## TASK REQUIREMENTS
Look through the material beneath and copy each line with the word "falling".

## GIVEN RECORDS
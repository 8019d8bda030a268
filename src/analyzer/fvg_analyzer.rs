use crate::model::{Candle, SignalAction};
use serde::{Deserialize, Serialize};
use std::collections::HashMap;
use std::fmt::Display;

/// FVG 분석 설정
#[derive(Debug, Clone, Serialize, Deserialize)]
pub struct FvgConfig {
    /// 최소 갭 비율 (0~1)
    pub min_gap_percent: f64,
    /// 최대 갭 비율 (0~1)
    pub max_gap_percent: f64,
    /// 거래량 확인 배수
    pub min_volume_ratio: f64,
    /// 최대 수명 (캔들 수)
    pub max_age: usize,
    /// 비활성화 터치 수
    pub max_touch_count: usize,
    /// 채움 완료 임계값 (0~1)
    pub fill_threshold: f64,
    /// 반응 검증 사용 여부
    pub enable_validation: bool,
    /// 중간 캔들 거래량 확인 요구 여부
    pub require_volume_confirmation: bool,
}

impl Default for FvgConfig {
    fn default() -> FvgConfig {
        FvgConfig {
            min_gap_percent: 0.002,
            max_gap_percent: 0.05,
            min_volume_ratio: 1.2,
            max_age: 50,
            max_touch_count: 3,
            fill_threshold: 0.8,
            enable_validation: true,
            require_volume_confirmation: false,
        }
    }
}

impl FvgConfig {
    pub fn validate(&self) -> Result<(), String> {
        if self.min_gap_percent >= self.max_gap_percent {
            return Err("갭 비율 범위가 올바르지 않습니다".to_string());
        }
        if !(0.0..=1.0).contains(&self.fill_threshold) {
            return Err("fill_threshold는 0~1 범위여야 합니다".to_string());
        }
        Ok(())
    }
}

/// FVG 유형
#[derive(Debug, Clone, Copy, PartialEq, Eq, Serialize, Deserialize)]
#[serde(rename_all = "snake_case")]
pub enum FvgType {
    Bullish,
    Bearish,
}

/// FVG 형성 맥락 (±5캔들 추세 부호로 분류)
#[derive(Debug, Clone, Copy, PartialEq, Eq, Serialize, Deserialize)]
#[serde(rename_all = "snake_case")]
pub enum FormationType {
    Breakout,
    Pullback,
    Continuation,
    Reversal,
}

/// FVG 품질
#[derive(Debug, Clone, Copy, PartialEq, Eq, Serialize, Deserialize)]
#[serde(rename_all = "snake_case")]
pub enum FvgQuality {
    High,
    Medium,
    Low,
}

/// FVG 상태
#[derive(Debug, Clone, Copy, PartialEq, Eq, Serialize, Deserialize)]
#[serde(rename_all = "snake_case")]
pub enum FvgStatus {
    Fresh,
    Tested,
    PartialFill,
    Filled,
    Expired,
}

/// 형성에 관여한 캔들 요약
#[derive(Debug, Clone, Serialize, Deserialize)]
pub struct CandleSnapshot {
    pub index: usize,
    pub open: f64,
    pub high: f64,
    pub low: f64,
    pub close: f64,
    pub volume: f64,
    pub timestamp: i64,
}

impl CandleSnapshot {
    fn of<C: Candle>(candle: &C, index: usize) -> CandleSnapshot {
        CandleSnapshot {
            index,
            open: candle.open_price(),
            high: candle.high_price(),
            low: candle.low_price(),
            close: candle.close_price(),
            volume: candle.volume(),
            timestamp: candle.open_time(),
        }
    }
}

/// FVG 기원 정보
#[derive(Debug, Clone, Serialize, Deserialize)]
pub struct FvgOrigin {
    /// 중간 캔들 인덱스
    pub kline_index: usize,
    pub previous_candle: CandleSnapshot,
    pub current_candle: CandleSnapshot,
    pub next_candle: CandleSnapshot,
    /// 형성 구간의 이동 비율 [0,100]
    pub impulsive_move: f64,
    pub formation_type: FormationType,
}

/// FVG 거래량 맥락
#[derive(Debug, Clone, Default, Serialize, Deserialize)]
pub struct FvgVolumeContext {
    pub formation_volume: f64,
    pub average_volume: f64,
    pub volume_ratio: f64,
    pub touch_volumes: Vec<f64>,
    pub fill_volume: f64,
    pub volume_confirmation: bool,
}

/// FVG 검증 정보
#[derive(Debug, Clone, Default, Serialize, Deserialize)]
pub struct FvgValidation {
    pub has_reaction: bool,
    pub reaction_strength: f64,
    /// 100 - fill_progress (+반응 가점)
    pub holding_strength: f64,
    pub reversal_sign: bool,
    pub volume_validation: bool,
    pub time_validation: bool,
}

/// 공정 가치 갭
#[derive(Debug, Clone, Serialize, Deserialize)]
pub struct FairValueGap {
    pub id: String,
    pub fvg_type: FvgType,
    pub upper_bound: f64,
    pub lower_bound: f64,
    pub center_price: f64,
    pub width: f64,
    /// 폭 비율 [0,100]
    pub width_percent: f64,
    pub origin: FvgOrigin,
    /// 강도 [0,100]
    pub strength: f64,
    pub quality: FvgQuality,
    pub status: FvgStatus,
    pub touch_count: usize,
    /// 최대 관측 침투율 [0,100]
    pub fill_progress: f64,
    pub last_touch: i64,
    pub creation_time: i64,
    pub fill_time: i64,
    pub active: bool,
    pub filled: bool,
    pub partial_fill: bool,
    pub volume_context: FvgVolumeContext,
    pub validation: Option<FvgValidation>,
}

impl FairValueGap {
    /// 가격이 갭 내부에 있는지 확인
    pub fn contains(&self, price: f64) -> bool {
        price >= self.lower_bound && price <= self.upper_bound
    }

    fn touched_by<C: Candle>(&self, candle: &C) -> bool {
        !(candle.high_price() < self.lower_bound || candle.low_price() > self.upper_bound)
    }
}
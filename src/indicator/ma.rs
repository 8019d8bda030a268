use crate::model::Candle;

/// 단순 이동평균 (최근 period개 종가)
///
/// # Arguments
/// * `candles` - 캔들 윈도우 (오름차순)
/// * `period` - 평균 기간
///
/// # Returns
/// * `f64` - SMA 값, 데이터 부족 시 0
pub fn sma<C: Candle>(candles: &[C], period: usize) -> f64 {
    if period == 0 || candles.len() < period {
        return 0.0;
    }

    let start = candles.len() - period;
    let sum: f64 = candles[start..].iter().map(|c| c.close_price()).sum();
    sum / period as f64
}

/// 지수 이동평균
///
/// 처음 period개 종가의 SMA를 시드로 사용한 뒤
/// 승수 2/(period+1)로 재귀 갱신합니다.
pub fn ema<C: Candle>(candles: &[C], period: usize) -> f64 {
    if period == 0 || candles.len() < period {
        return 0.0;
    }

    let seed: f64 = candles[..period].iter().map(|c| c.close_price()).sum();
    let mut ema = seed / period as f64;

    let multiplier = 2.0 / (period as f64 + 1.0);
    for candle in &candles[period..] {
        ema = (candle.close_price() - ema) * multiplier + ema;
    }

    ema
}

/// MACD 라인 (EMA12 - EMA26)
pub fn macd<C: Candle>(candles: &[C]) -> f64 {
    if candles.len() < 26 {
        return 0.0;
    }

    ema(candles, 12) - ema(candles, 26)
}

#[cfg(test)]
mod tests {
    use super::*;
    use crate::model::Kline;

    fn closes_to_klines(closes: &[f64]) -> Vec<Kline> {
        closes
            .iter()
            .enumerate()
            .map(|(i, &close)| Kline {
                open_time: i as i64 * 60_000,
                close_time: i as i64 * 60_000 + 59_999,
                open: close,
                high: close,
                low: close,
                close,
                volume: 1.0,
                ..Default::default()
            })
            .collect()
    }

    #[test]
    fn test_sma_basic() {
        let klines = closes_to_klines(&[1.0, 2.0, 3.0, 4.0, 5.0]);
        assert!((sma(&klines, 5) - 3.0).abs() < 1e-9);
        assert!((sma(&klines, 2) - 4.5).abs() < 1e-9);
    }

    #[test]
    fn test_sma_insufficient_data() {
        let klines = closes_to_klines(&[1.0, 2.0]);
        assert_eq!(sma(&klines, 3), 0.0);
        assert_eq!(sma(&klines, 0), 0.0);
    }

    #[test]
    fn test_ema_constant_series() {
        let klines = closes_to_klines(&[10.0; 30]);
        assert!((ema(&klines, 20) - 10.0).abs() < 1e-9);
    }

    #[test]
    fn test_ema_tracks_recent_prices() {
        let mut closes = vec![10.0; 20];
        closes.extend(std::iter::repeat(20.0).take(20));
        let klines = closes_to_klines(&closes);
        let value = ema(&klines, 10);
        assert!(value > 15.0 && value <= 20.0);
    }

    #[test]
    fn test_macd_sign_follows_momentum() {
        let rising: Vec<f64> = (0..60).map(|i| 100.0 + i as f64).collect();
        let klines = closes_to_klines(&rising);
        assert!(macd(&klines) > 0.0);

        let falling: Vec<f64> = (0..60).map(|i| 160.0 - i as f64).collect();
        let klines = closes_to_klines(&falling);
        assert!(macd(&klines) < 0.0);
    }

    #[test]
    fn test_macd_insufficient_data() {
        let klines = closes_to_klines(&[1.0; 25]);
        assert_eq!(macd(&klines), 0.0);
    }
}
use crate::model::{Candle, SignalAction, TrendDirection};
use serde::{Deserialize, Serialize};
use std::collections::HashMap;
use std::fmt::Display;

/// 피보나치 분석 설정
#[derive(Debug, Clone, Serialize, Deserialize)]
pub struct FibonacciConfig {
    /// 되돌림 구성에 필요한 최소 추세 길이 (비율)
    pub min_trend_length: f64,
    /// 되돌림 최대 수명 (캔들 수)
    pub max_retracement_age: usize,
    /// 레벨 터치 판정 비율
    pub touch_sensitivity: f64,
    /// 품질 임계값 (0~1)
    pub quality_threshold: f64,
    /// 클러스터 그룹화 거리 (비율)
    pub cluster_distance: f64,
    /// 골든 포켓 비율 범위 [하한, 상한]
    pub golden_pocket_range: [f64; 2],
    /// 확장 분석 사용 여부
    pub enable_extensions: bool,
    /// 품질 평가에서 거래량 비중
    pub volume_weight: f64,
    /// 되돌림 비율 집합
    pub ratios: Vec<f64>,
}

impl Default for FibonacciConfig {
    fn default() -> FibonacciConfig {
        FibonacciConfig {
            min_trend_length: 0.03,
            max_retracement_age: 100,
            touch_sensitivity: 0.002,
            quality_threshold: 0.6,
            cluster_distance: 0.005,
            golden_pocket_range: [0.618, 0.65],
            enable_extensions: true,
            volume_weight: 0.3,
            ratios: vec![0.236, 0.382, 0.5, 0.618, 0.786, 1.0, 1.272, 1.618, 2.618],
        }
    }
}

impl FibonacciConfig {
    pub fn validate(&self) -> Result<(), String> {
        if self.ratios.is_empty() {
            return Err("되돌림 비율 집합이 비어 있습니다".to_string());
        }
        if self.golden_pocket_range[0] >= self.golden_pocket_range[1] {
            return Err("골든 포켓 범위가 올바르지 않습니다".to_string());
        }
        if self.cluster_distance <= 0.0 {
            return Err("cluster_distance는 양수여야 합니다".to_string());
        }
        Ok(())
    }
}

/// 피보나치 품질 등급
#[derive(Debug, Clone, Copy, PartialEq, Eq, Serialize, Deserialize)]
#[serde(rename_all = "snake_case")]
pub enum FibQuality {
    High,
    Medium,
    Low,
}

/// 레벨 유형
#[derive(Debug, Clone, Copy, PartialEq, Eq, Serialize, Deserialize)]
#[serde(rename_all = "snake_case")]
pub enum FibLevelKind {
    Retracement,
    Extension,
}

/// 터치 반응 분류
#[derive(Debug, Clone, Copy, PartialEq, Eq, Serialize, Deserialize)]
#[serde(rename_all = "snake_case")]
pub enum ReactionType {
    Bounce,
    Break,
    Consolidation,
}

/// 가격-시각-인덱스 좌표
#[derive(Debug, Clone, Copy, Serialize, Deserialize)]
pub struct PricePoint {
    pub price: f64,
    pub timestamp: i64,
    pub index: usize,
}
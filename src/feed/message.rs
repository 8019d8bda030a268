use crate::feed::FeedError;
use crate::model::Kline;
use serde::Deserialize;

/// 결합 스트림 프레임 외피
///
/// `{"stream":"btcusdt@kline_3m","data":{...}}` 형태에서 stream 이름으로
/// 구독자를 찾고 data 부분만 전달합니다.
#[derive(Debug, Deserialize)]
pub struct CombinedFrame {
    pub stream: String,
    pub data: serde_json::Value,
}

/// K선 스트림 이벤트
#[derive(Debug, Deserialize)]
pub struct KlineEvent {
    /// 이벤트 유형 ("kline")
    #[serde(rename = "e")]
    pub event_type: String,
    #[serde(rename = "s")]
    pub symbol: String,
    #[serde(rename = "k")]
    pub kline: KlinePayload,
}

/// K선 페이로드 (수치 필드는 문자열로 인코딩됨)
#[derive(Debug, Deserialize)]
pub struct KlinePayload {
    #[serde(rename = "t")]
    pub start_time: i64,
    #[serde(rename = "T")]
    pub close_time: i64,
    #[serde(rename = "i")]
    pub interval: String,
    #[serde(rename = "o")]
    pub open: String,
    #[serde(rename = "h")]
    pub high: String,
    #[serde(rename = "l")]
    pub low: String,
    #[serde(rename = "c")]
    pub close: String,
    #[serde(rename = "v")]
    pub volume: String,
    #[serde(rename = "q")]
    pub quote_volume: String,
    #[serde(rename = "n")]
    pub trades: u64,
    #[serde(rename = "V")]
    pub taker_buy_volume: String,
    #[serde(rename = "Q")]
    pub taker_buy_quote_volume: String,
    /// 캔들 마감 여부 (윈도우 병합에는 사용하지 않음)
    #[serde(rename = "x", default)]
    pub is_closed: bool,
}

impl KlinePayload {
    /// 문자열 수치를 파싱해 캔들로 변환합니다.
    pub fn to_kline(&self) -> Result<Kline, FeedError> {
        Ok(Kline {
            open_time: self.start_time,
            close_time: self.close_time,
            open: parse_price(&self.open)?,
            high: parse_price(&self.high)?,
            low: parse_price(&self.low)?,
            close: parse_price(&self.close)?,
            volume: parse_price(&self.volume)?,
            quote_volume: parse_price(&self.quote_volume)?,
            taker_buy_volume: parse_price(&self.taker_buy_volume)?,
            taker_buy_quote_volume: parse_price(&self.taker_buy_quote_volume)?,
            trades: self.trades,
        })
    }
}

fn parse_price(value: &str) -> Result<f64, FeedError> {
    value
        .parse::<f64>()
        .map_err(|e| FeedError::Decode(format!("수치 파싱 실패 '{}': {}", value, e)))
}

#[cfg(test)]
mod tests {
    use super::*;

    const SAMPLE: &str = r#"{
        "e": "kline",
        "E": 1672515782136,
        "s": "BTCUSDT",
        "k": {
            "t": 1672515780000,
            "T": 1672515959999,
            "s": "BTCUSDT",
            "i": "3m",
            "f": 100,
            "L": 200,
            "o": "16500.10",
            "c": "16510.50",
            "h": "16512.00",
            "l": "16498.00",
            "v": "120.5",
            "n": 512,
            "x": false,
            "q": "1989000.0",
            "V": "70.2",
            "Q": "1158000.0",
            "B": "0"
        }
    }"#;

    #[test]
    fn test_parse_kline_event() {
        let event: KlineEvent = serde_json::from_str(SAMPLE).unwrap();
        assert_eq!(event.event_type, "kline");
        assert_eq!(event.symbol, "BTCUSDT");
        assert_eq!(event.kline.interval, "3m");

        let kline = event.kline.to_kline().unwrap();
        assert_eq!(kline.open_time, 1672515780000);
        assert!((kline.close - 16510.50).abs() < 1e-9);
        assert!((kline.taker_buy_volume - 70.2).abs() < 1e-9);
        assert_eq!(kline.trades, 512);
    }

    #[test]
    fn test_malformed_numeric_is_decode_error() {
        let mut event: KlineEvent = serde_json::from_str(SAMPLE).unwrap();
        event.kline.open = "not-a-number".to_string();
        assert!(matches!(
            event.kline.to_kline(),
            Err(FeedError::Decode(_))
        ));
    }

    #[test]
    fn test_combined_frame_envelope() {
        let raw = format!(r#"{{"stream":"btcusdt@kline_3m","data":{}}}"#, SAMPLE);
        let frame: CombinedFrame = serde_json::from_str(&raw).unwrap();
        assert_eq!(frame.stream, "btcusdt@kline_3m");
        let event: KlineEvent = serde_json::from_value(frame.data).unwrap();
        assert_eq!(event.symbol, "BTCUSDT");
    }
}
mod common_test_utils;
use common_test_utils::*;

use market_analytics::analyzer::channel_analyzer::ChannelAnalyzer;
use market_analytics::model::Candle;

#[test]
fn test_short_window_reports_reason() {
    let analyzer = ChannelAnalyzer::new();
    let klines = uptrend_klines(20, 100.0, 1.0);

    let data = analyzer.analyze(&klines, klines.last().unwrap().close_price());
    assert!(data.active_channel.is_none());
    assert!(!data.analysis.is_empty());
}

#[test]
fn test_one_sided_swings_cannot_form_channel() {
    let analyzer = ChannelAnalyzer::new();
    // 스윙 저점만 있는 상승 윈도우: 지지선만 생기고 채널은 불가
    let klines = rising_zigzag_klines(120, 100.0, 1.0);

    let data = analyzer.analyze(&klines, klines.last().unwrap().close_price());
    assert!(data.active_channel.is_none());
    assert!(!data.analysis.is_empty());
}

#[test]
fn test_accepted_channel_meets_quality_threshold() {
    let analyzer = ChannelAnalyzer::new();
    // 진폭이 큰 규칙적 파동: 고점/저점 스윙이 모두 생기는 윈도우
    let mut path = Vec::new();
    for i in 0..300usize {
        let phase = (i % 24) as f64 / 24.0 * std::f64::consts::TAU;
        let f = 100.0 + 4.0 * phase.sin() + i as f64 * 0.02;
        path.push((f + 0.3, f - 0.3));
    }
    let klines = klines_from_path(&path);

    let data = analyzer.analyze(&klines, klines.last().unwrap().close_price());

    if let Some(channel) = &data.active_channel {
        assert!(channel.quality >= analyzer.config().quality_threshold);
        assert!(channel.width >= analyzer.config().min_channel_width);
        assert!(channel.width <= analyzer.config().max_channel_width);
        assert!(data.current_position.is_some());
        assert!((0.0..=1.0).contains(&data.price_ratio));
    } else {
        // 채널이 없으면 사유가 기록되어야 함
        assert!(!data.analysis.is_empty());
    }
}
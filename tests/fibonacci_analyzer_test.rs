mod common_test_utils;
use common_test_utils::*;

use market_analytics::analyzer::fibonacci_analyzer::{FibLevelKind, FibonacciAnalyzer};
use market_analytics::model::{Kline, TrendDirection};

/// 스윙 저점 10/20, 고점 15/26을 갖는 W자형 윈도우
fn w_shape_klines() -> Vec<Kline> {
    let mut path = Vec::new();
    for i in 0..40usize {
        let f = if i <= 10 {
            120.0 - 2.0 * i as f64
        } else if i <= 15 {
            100.0 + 2.2 * (i - 10) as f64
        } else if i <= 20 {
            111.0 - 1.9 * (i - 15) as f64
        } else if i <= 26 {
            101.5 + 2.5 * (i - 20) as f64
        } else if i <= 32 {
            116.5 - 1.0 * (i - 26) as f64
        } else {
            110.5 + 0.5 * (i - 32) as f64
        };
        path.push((f + 1.0, f - 1.0));
    }
    klines_from_path(&path)
}

#[test]
fn test_small_window_returns_empty_data() {
    let analyzer = FibonacciAnalyzer::new();
    let data = analyzer.analyze(&uptrend_klines(5, 100.0, 1.0));
    assert!(data.retracements.is_empty());
    assert!(data.golden_pocket.is_none());
}

#[test]
fn test_bullish_retracement_between_second_low_and_next_high() {
    let analyzer = FibonacciAnalyzer::new();
    let data = analyzer.analyze(&w_shape_klines());

    let retracement = data
        .retracements
        .iter()
        .find(|r| r.start_point.index == 20 && r.end_point.index == 26)
        .expect("저점 20 → 고점 26 되돌림이 있어야 함");

    assert_eq!(retracement.trend, TrendDirection::Up);
    assert!(retracement.active);
    assert_eq!(retracement.levels.len(), analyzer.config().ratios.len());
    assert!(retracement.strength > 0.0);
}

#[test]
fn test_golden_ratio_flag_matches_ratio_set() {
    let analyzer = FibonacciAnalyzer::new();
    let data = analyzer.analyze(&w_shape_klines());

    for retracement in &data.retracements {
        for level in &retracement.levels {
            let expected = (level.ratio - 0.618).abs() < 1e-9 || (level.ratio - 0.382).abs() < 1e-9;
            assert_eq!(
                level.is_golden_ratio, expected,
                "ratio {} 골든 플래그 불일치",
                level.ratio
            );
            assert_eq!(level.kind, FibLevelKind::Retracement);
        }
    }
}

#[test]
fn test_retracement_levels_project_towards_start() {
    let analyzer = FibonacciAnalyzer::new();
    let data = analyzer.analyze(&w_shape_klines());

    let retracement = data
        .retracements
        .iter()
        .find(|r| r.start_point.index == 20 && r.end_point.index == 26)
        .expect("되돌림");

    // 상승 되돌림: 비율이 커질수록 레벨 가격은 끝점에서 시작점 쪽으로 내려감
    let price_618 = retracement
        .levels
        .iter()
        .find(|l| (l.ratio - 0.618).abs() < 1e-9)
        .map(|l| l.price)
        .expect("0.618 레벨");
    let price_382 = retracement
        .levels
        .iter()
        .find(|l| (l.ratio - 0.382).abs() < 1e-9)
        .map(|l| l.price)
        .expect("0.382 레벨");

    assert!(price_618 < price_382);
    assert!(price_618 < retracement.end_point.price);
    assert!(price_618 > retracement.start_point.price - 1e-9);
}

#[test]
fn test_extensions_built_from_swing_triples() {
    let analyzer = FibonacciAnalyzer::new();
    let data = analyzer.analyze(&w_shape_klines());

    assert!(!data.extensions.is_empty());
    for extension in &data.extensions {
        assert_eq!(extension.levels.len(), 4);
        for level in &extension.levels {
            assert_eq!(level.kind, FibLevelKind::Extension);
        }
        assert!(extension.confidence > 0.0 && extension.confidence <= 1.0);
    }
}

#[test]
fn test_golden_pocket_range_is_valid() {
    let analyzer = FibonacciAnalyzer::new();
    let data = analyzer.analyze(&w_shape_klines());

    let pocket = data.golden_pocket.expect("골든 포켓");
    assert!(pocket.price_range.low < pocket.price_range.high);
    assert!(
        (pocket.center_price - (pocket.price_range.low + pocket.price_range.high) / 2.0).abs()
            < 1e-9
    );
    assert!(pocket.strength >= 0.0 && pocket.strength <= 100.0);
}

#[test]
fn test_clusters_group_at_least_two_levels() {
    let analyzer = FibonacciAnalyzer::new();
    let data = analyzer.analyze(&w_shape_klines());

    for cluster in &data.clusters {
        assert!(cluster.level_count >= 2);
        assert_eq!(cluster.sources.len(), cluster.level_count);
        assert!(cluster.price_range.low <= cluster.center_price);
        assert!(cluster.center_price <= cluster.price_range.high);
        assert!(cluster.importance <= 100.0);
    }
}

#[test]
fn test_statistics_count_active_retracements() {
    let analyzer = FibonacciAnalyzer::new();
    let data = analyzer.analyze(&w_shape_klines());

    assert_eq!(data.statistics.total_retracements, data.retracements.len());
    let active = data.retracements.iter().filter(|r| r.active).count();
    assert_eq!(data.statistics.active_retracements, active);
}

## SOLUTION TO THIS TASK
        let falling: Vec<f64> = (0..60).map(|i| 160.0 - i as f64).collect();
        let klines = closes_to_klines(&falling);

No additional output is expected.